A Version Control System helps developers:

  • Track changes in code

  • Collaborate with multiple developers

  • Restore older versions when something breaks

In real-world projects, applications contain hundreds or thousands of files, and multiple developers work on them at the same time. Managing this manually becomes nearly impossible.

That’s where VCS comes in.


❗ Problems Without Version Control

1️⃣ Code Sharing Problem

In early days, developers shared code using:

  • Email

  • USB drives

  • File servers

This caused:

  • Missing files

  • Dependency issues

  • Conflicts between developers

Managing a large application like this was extremely inefficient.


2️⃣ Versioning Problem

Imagine this situation:

  • Code worked yesterday

  • Today’s changes broke the application

  • No backup available

Without version control:

  • You cannot roll back

  • You cannot identify who changed what

  • You lose stability

Versioning solves this by maintaining complete history of changes.


⭐ Why Git Became So Popular

Before Git, tools like CVS and SVN were used.

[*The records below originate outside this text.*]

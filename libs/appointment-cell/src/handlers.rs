use std::sync::Arc;

use axum::{
    extract::{Extension, Path, Query, State},
    http::StatusCode,
    Json,
};
use axum_extra::TypedHeader;
use chrono::Utc;
use headers::{authorization::Bearer, Authorization};
use serde_json::{json, Value};
use tracing::info;
use uuid::Uuid;

use shared_models::auth::User;
use shared_models::error::AppError;

use crate::models::{
    Appointment, AppointmentListQuery, AppointmentStatus, CancelRequest, CreateAppointmentRequest, RespondRequest,
    UpdateAppointmentRequest,
};
use crate::router::AppointmentState;
use crate::services::lifecycle::Transition;

const PROVIDER_ROLES: [&str; 2] = ["doctor", "radiologist"];

fn caller_id(user: &User) -> Result<Uuid, AppError> {
    Uuid::parse_str(&user.id).map_err(|_| AppError::Auth("Token subject is not a valid id".to_string()))
}

fn is_provider(user: &User) -> bool {
    PROVIDER_ROLES.iter().any(|role| user.has_role(role))
}

/// Participants and admins may see and act on an appointment.
fn authorize_participant(user: &User, appointment: &Appointment) -> Result<(), AppError> {
    if user.is_admin() {
        return Ok(());
    }
    let caller = caller_id(user)?;
    if caller == appointment.patient_id || caller == appointment.provider_id {
        return Ok(());
    }
    Err(AppError::Forbidden("Not authorized to access this appointment".to_string()))
}

/// Patients may only cancel; every other move belongs to the assigned
/// provider or an admin.
fn authorize_status_change(
    user: &User,
    appointment: &Appointment,
    target: AppointmentStatus,
) -> Result<(), AppError> {
    if target == AppointmentStatus::Cancelled || user.is_admin() {
        return Ok(());
    }
    if caller_id(user)? == appointment.provider_id {
        return Ok(());
    }
    Err(AppError::Forbidden(format!(
        "Only the assigned provider can mark an appointment {}",
        target
    )))
}

#[axum::debug_handler]
pub async fn create_appointment(
    State(state): State<Arc<AppointmentState>>,
    TypedHeader(auth): TypedHeader<Authorization<Bearer>>,
    Extension(user): Extension<User>,
    Json(request): Json<CreateAppointmentRequest>,
) -> Result<(StatusCode, Json<Value>), AppError> {
    if user.has_role("patient") {
        if caller_id(&user)? != request.patient_id {
            return Err(AppError::Forbidden(
                "Patients can only create appointments for themselves".to_string(),
            ));
        }
    } else if !is_provider(&user) && !user.is_admin() {
        return Err(AppError::Forbidden(
            "You do not have permission to create appointments".to_string(),
        ));
    }

    info!("Creating appointment for patient {} by user {}", request.patient_id, user.id);
    let appointment = state.orchestrator.create(request, Some(auth.token())).await?;

    Ok((StatusCode::CREATED, Json(json!(appointment))))
}

#[axum::debug_handler]
pub async fn get_appointment(
    State(state): State<Arc<AppointmentState>>,
    Extension(user): Extension<User>,
    Path(appointment_id): Path<Uuid>,
) -> Result<Json<Value>, AppError> {
    let appointment = state.orchestrator.get(appointment_id).await?;
    authorize_participant(&user, &appointment)?;
    Ok(Json(json!(appointment)))
}

/// Patients only ever see their own appointments, providers theirs.
#[axum::debug_handler]
pub async fn list_appointments(
    State(state): State<Arc<AppointmentState>>,
    Extension(user): Extension<User>,
    Query(mut query): Query<AppointmentListQuery>,
) -> Result<Json<Value>, AppError> {
    if !user.is_admin() {
        let caller = caller_id(&user)?;
        if user.has_role("patient") {
            if query.patient_id.is_some_and(|id| id != caller) {
                return Err(AppError::Forbidden("Patients can only list their own appointments".to_string()));
            }
            query.patient_id = Some(caller);
        } else if is_provider(&user) {
            if query.provider_id.is_some_and(|id| id != caller) {
                return Err(AppError::Forbidden("Providers can only list their own appointments".to_string()));
            }
            query.provider_id = Some(caller);
        } else {
            return Err(AppError::Forbidden("Not authorized to list appointments".to_string()));
        }
    }

    let filter = query.into_filter(Utc::now())?;
    let page = state.orchestrator.list(&filter).await?;
    Ok(Json(json!(page)))
}

#[axum::debug_handler]
pub async fn update_appointment(
    State(state): State<Arc<AppointmentState>>,
    Extension(user): Extension<User>,
    Path(appointment_id): Path<Uuid>,
    Json(request): Json<UpdateAppointmentRequest>,
) -> Result<Json<Value>, AppError> {
    let current = state.orchestrator.get(appointment_id).await?;
    authorize_participant(&user, &current)?;
    if let Some(target) = request.status {
        authorize_status_change(&user, &current, target)?;
    }

    let updated = state.orchestrator.update(appointment_id, request).await?;
    Ok(Json(json!(updated)))
}

#[axum::debug_handler]
pub async fn respond_to_appointment(
    State(state): State<Arc<AppointmentState>>,
    Extension(user): Extension<User>,
    Path(appointment_id): Path<Uuid>,
    Json(request): Json<RespondRequest>,
) -> Result<Json<Value>, AppError> {
    let responder = caller_id(&user)?;
    let applied = state
        .orchestrator
        .respond(appointment_id, responder, request.status, request.message)
        .await?;

    Ok(Json(json!({
        "success": true,
        "already_applied": applied.transition == Transition::AlreadyApplied,
        "appointment": applied.appointment,
    })))
}

#[axum::debug_handler]
pub async fn cancel_appointment(
    State(state): State<Arc<AppointmentState>>,
    Extension(user): Extension<User>,
    Path(appointment_id): Path<Uuid>,
    request: Option<Json<CancelRequest>>,
) -> Result<Json<Value>, AppError> {
    let current = state.orchestrator.get(appointment_id).await?;
    authorize_participant(&user, &current)?;

    let reason = request.and_then(|Json(body)| body.reason);
    let applied = state.orchestrator.cancel(appointment_id, reason).await?;

    Ok(Json(json!({
        "success": true,
        "already_applied": applied.transition == Transition::AlreadyApplied,
        "appointment": applied.appointment,
    })))
}

/// `DELETE /{id}`: cancellation without a reason, empty response.
#[axum::debug_handler]
pub async fn delete_appointment(
    State(state): State<Arc<AppointmentState>>,
    Extension(user): Extension<User>,
    Path(appointment_id): Path<Uuid>,
) -> Result<StatusCode, AppError> {
    let current = state.orchestrator.get(appointment_id).await?;
    authorize_participant(&user, &current)?;

    state.orchestrator.cancel(appointment_id, None).await?;
    Ok(StatusCode::NO_CONTENT)
}

#[axum::debug_handler]
pub async fn send_reminder(
    State(state): State<Arc<AppointmentState>>,
    Extension(user): Extension<User>,
    Path(appointment_id): Path<Uuid>,
) -> Result<Json<Value>, AppError> {
    let current = state.orchestrator.get(appointment_id).await?;
    authorize_participant(&user, &current)?;

    let sent = state.orchestrator.reminder(appointment_id).await?;
    Ok(Json(json!({
        "success": true,
        "reminders_sent": sent,
    })))
}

⚠️ Centralized Version Control (Old Systems)

  • Single central server

  • Developers depend on that server

  • If server goes down → work stops

This created a single point of failure.


✅ Git: Distributed Version Control System

Git is a distributed VCS, meaning:

  • Every developer has a full copy of the repository

  • Each copy contains complete history

  • Work can continue even if one system fails

This design makes Git:

  • Faster

  • More reliable

  • Highly scalable


🍴 What Is Forking?

A fork is a complete copy of a repository.

It allows developers to:

  • Experiment freely

  • Make independent changes

  • Contribute back through pull requests

Forking is one of the reasons open-source projects scale so efficiently.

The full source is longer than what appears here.